Stored items:
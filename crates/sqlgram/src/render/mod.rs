//! Rendering engine.
//!
//! A single walk over a statement produces SQL text and the positional
//! parameter list. Every literal becomes a parameter: `?` for MySQL, T-SQL,
//! SQLite and Unknown, `$N` (1-based) for PostgreSQL.
//!
//! # Example
//!
//! ```ignore
//! use sqlgram::prelude::*;
//!
//! let (sql, params) = Builder::new()
//!     .with_dialect(Dialect::PostgreSql)
//!     .string_args(&select([&users]).where_(equal(users.c("id").unwrap(), 1)));
//! assert_eq!(sql, "SELECT users.id, users.name FROM users WHERE users.id = $1");
//! ```

mod expr;
mod options;
mod query;
mod writer;

pub use options::{Dialect, Options};

use writer::{Render, Writer};

use crate::error::{Misuse, fatal};
use crate::grammar::{
    CursorSpecification, DeleteStatementSearched, InsertStatement, QuerySpecification,
    UpdateStatementSearched,
};
use crate::stmt::{DeleteStatement, SelectRoot, Selection, UpdateStatement};
use crate::value::Value;

/// A borrowed top-level statement ready to render.
#[derive(Debug, Clone, Copy)]
pub enum StatementRef<'a> {
    Query(&'a QuerySpecification),
    Cursor(&'a CursorSpecification),
    Insert(&'a InsertStatement),
    Update(&'a UpdateStatementSearched),
    Delete(&'a DeleteStatementSearched),
}

/// Anything [`Builder::string_args`] can render.
pub trait AsStatement {
    fn as_statement(&self) -> StatementRef<'_>;

    /// Render with default options (MySQL markers, single-space clauses).
    fn to_sql_args(&self) -> (String, Vec<Value>) {
        Builder::new().string_args(self)
    }
}

impl AsStatement for QuerySpecification {
    fn as_statement(&self) -> StatementRef<'_> {
        StatementRef::Query(self)
    }
}

impl AsStatement for CursorSpecification {
    fn as_statement(&self) -> StatementRef<'_> {
        StatementRef::Cursor(self)
    }
}

impl AsStatement for SelectRoot {
    fn as_statement(&self) -> StatementRef<'_> {
        match self {
            SelectRoot::Query(q) => StatementRef::Query(q),
            SelectRoot::Cursor(c) => StatementRef::Cursor(c),
        }
    }
}

impl AsStatement for Selection {
    fn as_statement(&self) -> StatementRef<'_> {
        match self.root() {
            Some(root) => root.as_statement(),
            None => fatal(Misuse::EmptyStatement(
                "selection has no query specification",
            )),
        }
    }
}

impl AsStatement for InsertStatement {
    fn as_statement(&self) -> StatementRef<'_> {
        StatementRef::Insert(self)
    }
}

impl AsStatement for UpdateStatementSearched {
    fn as_statement(&self) -> StatementRef<'_> {
        StatementRef::Update(self)
    }
}

impl AsStatement for UpdateStatement {
    fn as_statement(&self) -> StatementRef<'_> {
        StatementRef::Update(self.statement())
    }
}

impl AsStatement for DeleteStatementSearched {
    fn as_statement(&self) -> StatementRef<'_> {
        StatementRef::Delete(self)
    }
}

impl AsStatement for DeleteStatement {
    fn as_statement(&self) -> StatementRef<'_> {
        StatementRef::Delete(self.statement())
    }
}

impl<T: AsStatement + ?Sized> AsStatement for &T {
    fn as_statement(&self) -> StatementRef<'_> {
        (**self).as_statement()
    }
}

impl<T: AsStatement + ?Sized> AsStatement for Box<T> {
    fn as_statement(&self) -> StatementRef<'_> {
        (**self).as_statement()
    }
}

/// Renders statements to SQL text plus parameters.
#[derive(Debug, Clone, Default)]
pub struct Builder {
    options: Options,
}

impl Builder {
    pub fn new() -> Self {
        Self::default()
    }

    pub fn with_options(options: Options) -> Self {
        Self { options }
    }

    pub fn with_dialect(mut self, dialect: Dialect) -> Self {
        self.options.dialect = dialect;
        self
    }

    pub fn with_separate_clause_with(mut self, separator: impl Into<String>) -> Self {
        self.options.separate_clause_with = separator.into();
        self
    }

    pub fn with_prefix_with(mut self, prefix: impl Into<String>) -> Self {
        self.options.prefix_with = prefix.into();
        self
    }

    pub fn options(&self) -> &Options {
        &self.options
    }

    /// Render `statement` into SQL text and its parameters in marker order.
    pub fn string_args<S: AsStatement + ?Sized>(&self, statement: &S) -> (String, Vec<Value>) {
        let mut w = Writer::new(&self.options);
        match statement.as_statement() {
            StatementRef::Query(q) => q.render(&mut w),
            StatementRef::Cursor(c) => c.render(&mut w),
            StatementRef::Insert(i) => i.render(&mut w),
            StatementRef::Update(u) => u.render(&mut w),
            StatementRef::Delete(d) => d.render(&mut w),
        }
        let (sql, params) = w.finish();

        #[cfg(feature = "tracing")]
        tracing::debug!(
            target: "sqlgram.sql",
            dialect = %self.options.dialect,
            param_count = params.len(),
            sql = %sql,
            "rendered statement"
        );

        (sql, params)
    }
}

[PROBLEM REQUIREMENTS]:
In the lines above, spot each one that contains the word "CursorSpecification" and copy it.

[COMPLETED EXERCISE]:
    CursorSpecification, DeleteStatementSearched, InsertStatement, QuerySpecification,
    Cursor(&'a CursorSpecification),
impl AsStatement for CursorSpecification {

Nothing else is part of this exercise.